Like a lot of people, I've had those all-consuming day-dream fantasies of remodeling a home. My hair would magically become as long and luxurious as Joanna Gaines' and my perfectly manicured nails would easily point out my ideal cabinet fixtures. Of course, day dreams are rarely rooted in reality, and after having gutted our kitchen, I can tell you it's better and worse than what you've imagined.
How ever long you think it's going to take, you're wrong.
So, so wrong. When I think back on our initial deadline, I'm ashamed to admit that I felt impatient at my husband's four-month estimate. It was unfathomable to think that it would take that long; it's now been almost two years and we are still putting trim up. Everything takes a long time, and when you're doing a renovation yourself, you have to think of each task in terms of time or money: either I will pay someone to do this, or I will find the time to do it myself. Which brings me to my second point of a DIY renovation.
It's really hard to find good help.
There are some tasks, unless you want to watch hours of YouTube videos to learn a new trade, that you just need to hire someone to do. While my husband felt comfortable doing all the demo work with his father, messing with electricity made him a lot more apprehensive. Since our renovation is such small potatoes for a lot of trade laborers, we had a really hard time getting people to commit. Hiring a contractor would have mitigated this struggle, but then becomes an issue of money.
DIY saves a ridiculous amount of money.
Gutting our kitchen has cost us around $20,000, which thankfully has been spread out over the course of the two years. Had we gone the traditional route with a contractor, it would have been easier and we would have been finished a long time ago, but my architect husband estimates that it would have cost around $60,000. Considering that $40,000 difference is only slightly less than the median income in the United States, I think our decision to take our time with it was wise.

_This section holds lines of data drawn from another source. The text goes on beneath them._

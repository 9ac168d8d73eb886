// Rust guideline compliant 2026-02-06

//! Configuration management for Trawl.

use crate::{glob, Result};
use serde::{Deserialize, Serialize};
use std::path::Path;

/// Output format for search results.
#[derive(Debug, Clone, Copy, PartialEq, Eq, Serialize, Deserialize, Default)]
#[serde(rename_all = "snake_case")]
pub enum OutputFormat {
    /// One path per line.
    #[default]
    Plain,
    /// JSON output format.
    Json,
    /// Detailed table with type, size and modification time.
    Long,
}

/// Configuration for Trawl behavior.
#[derive(Debug, Clone, Serialize, Deserialize)]
pub struct Config {
    /// Worker threads for callback dispatch (0 = automatic).
    #[serde(default)]
    pub threads: usize,

    /// Whether hidden entries are included by default.
    #[serde(default)]
    pub show_hidden: bool,

    /// Whether symlinked directories are entered by default.
    #[serde(default)]
    pub follow_symlinks: bool,

    /// Whether `.gitignore` files are honored by default.
    #[serde(default = "default_respect_ignore")]
    pub respect_ignore_files: bool,

    /// Default output format for results.
    #[serde(default)]
    pub output_format: OutputFormat,

    /// Glob patterns always excluded from searches.
    #[serde(default)]
    pub exclude: Vec<String>,
}

/// Ignore files are honored unless explicitly disabled.
fn default_respect_ignore() -> bool {
    true
}

impl Default for Config {
    fn default() -> Self {
        Self {
            threads: 0,
            show_hidden: false,
            follow_symlinks: false,
            respect_ignore_files: default_respect_ignore(),
            output_format: OutputFormat::default(),
            exclude: Vec::new(),
        }
    }
}

impl Config {
    /// Loads configuration from file and environment variables.
    ///
    /// Configuration is loaded in the following order (later overrides earlier):
    /// 1. Default values
    /// 2. Configuration file at `<config_dir>/config.toml`
    /// 3. Environment variables with `TRAWL_` prefix
    ///
    /// # Arguments
    ///
    /// * `config_dir` - Directory holding `config.toml`
    ///
    /// # Returns
    ///
    /// A Config struct with values from file and environment variables applied.
    ///
    /// # Errors
    ///
    /// Returns an error if:
    /// - Configuration file exists but cannot be read
    /// - Configuration file contains invalid TOML
    /// - Configuration values fail validation
    pub fn load(config_dir: &Path) -> Result<Self> {
        let mut config = Self::default();

        let config_path = config_dir.join("config.toml");
        if config_path.exists() {
            let content = std::fs::read_to_string(&config_path)?;
            let file_config: Config = toml::from_str(&content)
                .map_err(|e| crate::Error::InvalidConfig(format!("Invalid config file: {}", e)))?;
            config = file_config;
        }

        config.apply_env_overrides()?;
        config.validate()?;

        Ok(config)
    }

    /// Applies environment variable overrides to the configuration.
    ///
    /// Supported environment variables:
    /// - `TRAWL_THREADS` - Worker thread count (0 = automatic)
    /// - `TRAWL_SHOW_HIDDEN` - Include hidden entries (true/false)
    /// - `TRAWL_FOLLOW_SYMLINKS` - Enter symlinked directories (true/false)
    /// - `TRAWL_RESPECT_IGNORE` - Honor ignore files (true/false)
    /// - `TRAWL_OUTPUT_FORMAT` - Output format (plain/json/long)
    ///
    /// # Errors
    ///
    /// Returns an error if environment variable values are invalid.
    fn apply_env_overrides(&mut self) -> Result<()> {
        if let Ok(val) = std::env::var("TRAWL_THREADS") {
            self.threads = val.parse().map_err(|_| {
                crate::Error::InvalidConfig("TRAWL_THREADS must be a number".to_string())
            })?;
        }

        if let Ok(val) = std::env::var("TRAWL_SHOW_HIDDEN") {
            self.show_hidden = val.parse().map_err(|_| {
                crate::Error::InvalidConfig("TRAWL_SHOW_HIDDEN must be true or false".to_string())
            })?;
        }

        if let Ok(val) = std::env::var("TRAWL_FOLLOW_SYMLINKS") {
            self.follow_symlinks = val.parse().map_err(|_| {
                crate::Error::InvalidConfig(
                    "TRAWL_FOLLOW_SYMLINKS must be true or false".to_string(),
                )
            })?;
        }

        if let Ok(val) = std::env::var("TRAWL_RESPECT_IGNORE") {
            self.respect_ignore_files = val.parse().map_err(|_| {
                crate::Error::InvalidConfig(
                    "TRAWL_RESPECT_IGNORE must be true or false".to_string(),
                )
            })?;
        }

        if let Ok(val) = std::env::var("TRAWL_OUTPUT_FORMAT") {
            self.output_format = match val.as_str() {
                "plain" => OutputFormat::Plain,
                "json" => OutputFormat::Json,
                "long" => OutputFormat::Long,
                _ => {
                    return Err(crate::Error::InvalidConfig(
                        "TRAWL_OUTPUT_FORMAT must be plain, json, or long".to_string(),
                    ))
                }
            };
        }

        Ok(())
    }

    /// Validates the configuration values.
    ///
    /// # Errors
    ///
    /// Returns an error if an exclude pattern fails to compile.
    fn validate(&self) -> Result<()> {
        for pattern in &self.exclude {
            glob::translate(pattern, false).map_err(|e| {
                crate::Error::InvalidConfig(format!(
                    "exclude pattern {:?} does not compile: {}",
                    pattern, e
                ))
            })?;
        }
        Ok(())
    }

    /// Saves the configuration to a TOML file.
    ///
    /// # Arguments
    ///
    /// * `config_dir` - Directory that will hold `config.toml`
    ///
    /// # Errors
    ///
    /// Returns an error if:
    /// - The file cannot be created or written
    /// - Serialization fails
    pub fn save(&self, config_dir: &Path) -> Result<()> {
        let config_path = config_dir.join("config.toml");
        let content = toml::to_string_pretty(self).map_err(|e| {
            crate::Error::InvalidConfig(format!("Failed to serialize config: {}", e))
        })?;
        std::fs::write(&config_path, content)?;
        Ok(())
    }
}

While a long renovation can be chaotic, it can also give you a lot of time to plan.
If we had used a contractor, we would have been tasked with making decisions in a very short time window. Two years ago I would have designed the now classic all-white kitchen. I'm so grateful that I didn't because a few months after we started our little project we found out that we were expecting our first baby. Now, with our navy cabinets, you can barely see the peanut butter handprints. Our needs changed and our DIY kitchen needed to change with us.
Eventually, you will need to step away from Pinterest.
I've logged a lot of hours on Pinterest, making dream boards for every type of home remodel, and it's a useful tool. Designing a kitchen takes a lot of imagination and it's hard to visualize the final outcome. That's why it's so nice to be able to see what other people have done, both as inspiration and as nope-spiration. However, eventually you need to make a decision, as you can't live in the world of Pinterest forever. Hopefully it helped you identify your underlying likes, such as you've pinned 30 pictures of open shelving — maybe you really should consider doing that.
Not everything that you like will be right for you.
I love the idea of a large island with stools all around it as a breakfast area or for when we actually have people over and everyone seems to magically gravitate towards the kitchen. However, we live in a 1,500-square-foot narrow brownstone in the city, and there was no way we were going to squeeze in an island that size. It's important to isolate your priorities and your limitations that you're saddled with.
Your priorities will become very apparent, and you might not always agree with your partner.
I got amazingly lucky in that my husband and I have very similar tastes: we both appreciate natural wood and all things stone, we easily chose our color scheme, and picking finishes was easy. The few time we disagreed, it was reasonably settled by letting whoever cared the most win. I can see how people who have disagreeing tastes might run into some serious trouble here. Each of you should make a list of the five things that matter the most to you in a kitchen. When you compare your answers, you'll see commonalities and where you can begin to prioritize. Renovations are stressful enough and not worth sending anyone to therapy over.
The rest of your house will feel the effects of the renovation.
If you've already moved into your house, chances are you've amassed more dishes than you know what to do with and your pantry is filled with tons of half-empty boxes. When doing a DIY reno, there will be swaths of time where you'll be out of a kitchen and all of those little things will need a place to go in the meantime. Our dining room table was rendered unusable for close to two weeks; this meant eating take-out in front of the TV, and even though that has its charms, it also felt really strange. The reno put our whole house out of whack and it was really stressful.
Renovating the kitchen elevated our whole house.
I'm a firm believer that the kitchen is the heart of the home. It's where we plan and make our family meals, where friends gather, and where years from now I hope my son will sit and talk about his day as he has his after-school snack. Now that our kitchen is 99-percent finished, I have a strong desire to maintain the rest of my home. No one wants to walk out of an immaculate kitchen only to find a shabby house. Our place should feel like a connected unit, and this requires me to take better care of the rest of it. Since our renovation began, we've painted the whole house the same color as the kitchen, we bought a new dining table, and our living room has been reworked. When we moved into our house three years ago, it felt disjointed. Now, with our kitchen modernized and the other rooms given minor facelifts too, our house is now a home, and that's worth the time and headache of a DIY.